Так как своею главною задачею я считал как можно более быструю сдачу магистерского экзамена и осуществление русского «Логоса», то мы решили, что я сразу же засяду за книги, а для дополнительного, к родительским ста рублям в месяц заработка объявлю у себя на дому курс лекций по философии. Приняв такое решение, я на следующий же день отправился искать две комнаты. Мне повезло. Снял в «барской» квартире, у самого Москворецкого моста с видом на Москва–реку и разноцветные домики на другом берегу: всякие скобяные, москательные и селедочные торговли. Мне нравилось, что окна выходили не на Кремль — обременительно с утра до ночи иметь перед глазами памятники истории.
Овдовевший с год тому назад владелец квартиры, милый, радушный и бесконечно сентиментальный юрисконсульт большой коммерческой фирмы, был очевидно рад, что вокруг него под весьма достойным предлогом снова завертится жизнь. Он первый же записался на мои лекции и обещал сказать о них кое–кому из своих знакомых.
Затея моя удалась на славу и в духовном и в материальном отношениях. После лекций (читал я «Введение в философию» по два часа в неделю) почти все слушатели оставались пить чай. Случалось, что попозднее подъезжали то те, то другие знакомые знакомых; беседа затягивалась всегда за полночь. Мой хозяин принимал всех, как своих гостей, и под сурдинку ухаживал за дамами. Тем у нас всегда бывало много, темперамента — хоть отбавляй, времени никто не жалел, так как работою мало кто был переобременен.
По московской привычке идти к намеченной цели не официальными, казенными путями, а личными и домашними, я решил поговорить о своем намерении устроиться при Московском университете, пока что в частном порядке, с кем–нибудь из профессоров. Хотя я и был поверхностно знаком с самим Львом Михайловичем Лопатиным, я решил сначала поговорить с Г. Г. Шпетом. Мне казалось, что этот талантливый и совсем еще молодой приват–доцент, глубже Лопатина связанный с современной западной философией, отнесется ко мне внимательнее знаменитого «старика».
Хотя в заставленный книжными полками и несколько назойливо украшенный всевозможными изображениями воронов и медведей кабинет Шпета я вошел в довольно уже поздний утренний час, мне пришлось прождать минут 10–15, пока из двери, ведущей в спальню, легкою, изящной походкой вошел как будто бы очень обыкновенный, на самом же деле весьма необычный человек, с небольшою круглою головкой и очень мелкими чертами гладко бритого лица, совсем еще молодого, но все же уже помятого, в складках и красноватых пятнах.

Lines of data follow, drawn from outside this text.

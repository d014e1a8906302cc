//! Threshold quantization and vertical subsampling.
//!
//! Both operations are pure functions over intensity grids. The threshold
//! is a per-run caller configuration; it is the one tunable that trades
//! black-level against highlight-level balance and is never computed
//! dynamically.

use crate::frame::{Bitmap, GrayGrid};

/// Quantize an intensity grid into a binary ink/paper bitmap.
///
/// A cell becomes ink (0) when its intensity is strictly less than
/// `threshold`, paper (1) otherwise.
pub fn quantize(gray: &GrayGrid, threshold: u8) -> Bitmap {
    let cells = gray
        .data
        .iter()
        .map(|&v| if v < threshold { 0 } else { 1 })
        .collect();

    Bitmap {
        cells,
        width: gray.width,
        height: gray.height,
    }
}

/// Halve a grid's vertical resolution by averaging adjacent rows.
///
/// Each output cell is `in[2y][x]/2 + in[2y+1][x]/2` (integer division,
/// not rounding). An odd trailing row is silently dropped. Used by the
/// full-block mode, whose glyph does not already encode two vertical
/// samples per character cell.
pub fn subsample(gray: &GrayGrid) -> GrayGrid {
    let out_height = gray.height / 2;
    let mut data = Vec::with_capacity((gray.width * out_height) as usize);

    for y in 0..out_height {
        for x in 0..gray.width {
            let top = gray.at(x, y * 2);
            let bottom = gray.at(x, y * 2 + 1);
            data.push(top / 2 + bottom / 2);
        }
    }

    GrayGrid {
        data,
        width: gray.width,
        height: out_height,
    }
}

Уже после получасового разговора со Шпетом о философии, искусстве, Москве (кого только не знал Шпет) мне стало окончательно ясно, что он мне не помощник и не советчик, так как ему нет ни малейшего дела до того — будет ли при Московском университете процветать лопатинское лейбницианство, или марбургское нео–кантианство. Будучи большим эрудитом и тонким любителем философской проблематики, Шпет, во многом очень близкий Гуссерлю, боровшемуся против глубокомыслия в философии, органически не переносил в науке никаких исповеднических убеждений. Достаточно было — я это впоследствии не раз наблюдал в разговоре с ним — малейшей попытки углубления научно–философской мысли до какого–нибудь исповеднического убеждения, как в нем сразу же обнаруживался абсолютно беспочвенный нигилизм, который он защищал с изумительным по блеску и таланту диалектическим мастерством.
В публичных дискуссиях Шпет выступал сравнительно редко: берег свою популярность и свое академическое достоинство. Среди его, всегда интересных выступлений, мне особенно запомнилось последнее. Жили мы уже под большевиками. В нетопленной аудитории Высших женских курсов шло публичное заседание Религиозно–философской академии. Все сидели в пальто, шубах, валенках; как во внешней обстановке, так и в тревожном настроении собравшихся чувствовалось наступление вражьей власти и повелительная необходимость не говорить перед ее лицом никаких случайных, поверхностных и праздных слов. Доклад читал Бердяев. Темы я не помню, но, помня Бердяева тех дней, уверен, что в его докладе должны были быть те духовно предметные, существенные слова о самом главном в жизни, которые мы все от него тогда ждали.
Шпету доклад не понравился. Не представлявшая для него ничего нового христианская тенденция докладчика, вдруг непомерно взволновала и даже возмутила его. Задергался маленький носик, засверкали умнейшие в мире глазки и понеслась придирчивая, остроумнейшая речь, богатая знаниями, ассоциациями, парадоксами, но в целом неубедительная и ненужная.